P11644 [MX-X8-T3] "TAOI-3" Didi Loves Check-ins.

Original problem link: . --- One year ago, I failed miserably at NOIP 2023. One year later, I stood up again from where I fell. THUWC 2025 D1T1, I forcefully scored 76 points. ... Segment-tree-optimized DP is just too hard.

Student T is very indifferent about running. To make running even more boring, he decided to make an app called "Didi Loves Check-ins", so that users cannot check in for running anywhere. After finishing development, Student T plans to do a trial run, and he asked Student Y to help. In this check-in trial, there are $n$ nodes numbered $1 \sim n$, and $m$ undirected roads connecting two nodes. **It is guaranteed that the graph has no multiple edges and no self-loops.** Student Y needs to run from $s$ to $t$. Initially, Student Y's energy value is $0$. Each time Student Y runs along a road, Student T will treat him to a meal, increasing his energy value by $1$. During the trial, his **energy value cannot be negative.** Student Y also has a happiness value, initially $0$. When staying at some node, Student Y may choose to bitwise XOR his happiness value with his energy value, and then clear his energy value (i.e. set energy to $0$), or do nothing. Now Student Y wants to know whether he can **finally stay at** node $t$, use up all his energy (i.e. energy becomes $0$), and at that moment his happiness value is exactly $x$? **Note: after Student Y reaches node $\bm t$, he may choose not to stop and continue moving.** Because Student Y loves running, you need to answer $q$ queries. Each query gives $s, t, x$, and you need to tell Student Y whether he can meet his requirement.
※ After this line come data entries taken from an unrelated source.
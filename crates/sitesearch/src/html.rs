use std::fs;
use std::io;
use std::path::{Path, PathBuf};

use scraper::{Html, Node};
use sitesearch_core::{DocumentParser, ParsedDocument};

/// Extracts outbound links and word tokens from HTML files.
///
/// A single traversal in document order collects both: `href` values of
/// anchor elements that point at local files, and the maximal alphanumeric
/// runs of every text node outside `<script>`/`<style>`. Links are
/// deduplicated keeping the first occurrence, as the indexer requires.
#[derive(Debug, Default)]
pub struct HtmlParser;

impl DocumentParser for HtmlParser {
    fn parse(&mut self, path: &Path) -> io::Result<ParsedDocument> {
        let contents = fs::read_to_string(path)?;
        Ok(extract(&contents))
    }
}

fn extract(contents: &str) -> ParsedDocument {
    let html = Html::parse_document(contents);
    let mut document = ParsedDocument::default();

    for node in html.tree.root().descendants() {
        match node.value() {
            Node::Element(element) if element.name() == "a" => {
                if let Some(link) = element.attr("href").and_then(local_target) {
                    if !document.links.contains(&link) {
                        document.links.push(link);
                    }
                }
            }
            Node::Text(text) => {
                let raw_text = node.ancestors().any(|ancestor| {
                    matches!(
                        ancestor.value(),
                        Node::Element(element) if matches!(element.name(), "script" | "style")
                    )
                });
                if raw_text {
                    continue;
                }
                let words = text
                    .split(|c: char| !c.is_alphanumeric())
                    .filter(|word| !word.is_empty())
                    .map(str::to_owned);
                document.words.extend(words);
            }
            _ => (),
        }
    }

    document
}

/// Keeps only hrefs that can name a file on disk: scheme-qualified URLs and
/// pure fragments are dropped, a fragment or query suffix is cut off.
fn local_target(href: &str) -> Option<PathBuf> {
    let target = href.split(['#', '?']).next().unwrap_or_default();
    if target.is_empty()
        || target.contains("://")
        || target.starts_with("mailto:")
        || target.starts_with("javascript:")
    {
        return None;
    }
    Some(PathBuf::from(target))
}
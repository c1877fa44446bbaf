use thiserror::Error;

/// Errors reported while turning a raw query into a postfix token list.
#[derive(Debug, Error)]
pub enum Error {
    #[error(transparent)]
    InvalidInput(#[from] InvalidInput),
    /// The quit keyword was found in the expression.
    #[error("quit requested")]
    QuitRequested,
}

/// A query that cannot be converted. These are user errors: the console
/// reports them and prompts again.
#[derive(Debug, Error)]
pub enum InvalidInput {
    #[error("the query is empty")]
    EmptyQuery,
    #[error("unequal number of quotes")]
    UnbalancedQuotes,
    #[error("a quoted phrase must be separated from the surrounding words by whitespace")]
    MisplacedQuote,
    #[error("unequal number of parenthesis")]
    UnbalancedParenthesis,
    #[error("the query cannot start with `{0}`")]
    LeadingOperator(String),
    #[error("the query cannot end with `{0}`")]
    TrailingOperator(String),
    #[error("wrong syntax: `{0} {1}`")]
    AdjacentOperators(String, String),
    #[error("wrong syntax")]
    Truncated,
}

/// `pop` or `top` was called on an empty [`Stack`](crate::Stack).
#[derive(Debug, Error)]
#[error("the stack is empty")]
pub struct StackEmpty;

/// A postfix item list that does not reduce to a single operand.
///
/// Lists built from [`BooleanQuery::parse`](crate::BooleanQuery::parse)
/// output always reduce; hitting this means the caller assembled the items
/// by hand and got the shape wrong.
#[derive(Debug, Error)]
#[error("malformed postfix expression")]
pub struct InvalidPostfix;
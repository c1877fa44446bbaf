use std::path::Path;

use sitesearch_core::{Index, SearchResult};

const RULER_WIDTH: usize = 100;

pub fn print_instructions() {
    println!();
    println!("How to search:");
    println!("Enter one or more words separated by whitespace to get the documents that");
    println!("contain all of them.");
    println!();
    println!("The boolean keywords are AND, OR and NOT (or `&`, `|` and `!`). NOT is a unary");
    println!("operator of highest priority, AND binds tighter than OR, parentheses group.");
    println!();
    println!("To search for an exact phrase, put it between double quotes.");
    println!();
}

/// Prints the ranked results between two rulers, paths relative to the root
/// the user asked to index, scores truncated to whole numbers.
pub fn print_results(index: &Index, results: &[SearchResult], root: &Path, limit: usize) {
    println!();
    println!("Search results:");
    println!("{}", "*".repeat(RULER_WIDTH));

    if results.is_empty() {
        println!("No results for this query.");
    }
    for (rank, result) in results.iter().take(limit).enumerate() {
        let path = index.document_path(result.document).unwrap_or(Path::new("?"));
        let path = pathdiff::diff_paths(path, root).unwrap_or_else(|| path.to_path_buf());
        let path = path.display().to_string();
        println!("{}) {:<40} | {:>8} |", rank + 1, path, result.score as i64);
    }

    println!("{}", "*".repeat(RULER_WIDTH));
    println!();
}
The first line contains three non-negative integers $n, m, q$. The next $m$ lines each contain two positive integers $u, v$, representing a road connecting node $u$ and node $v$. The next $q$ lines each contain three non-negative integers $s, t, x$, representing a query.

Output $q$ lines. For each query, if Student Y can meet his requirement, output `tribool`; otherwise output `expand`.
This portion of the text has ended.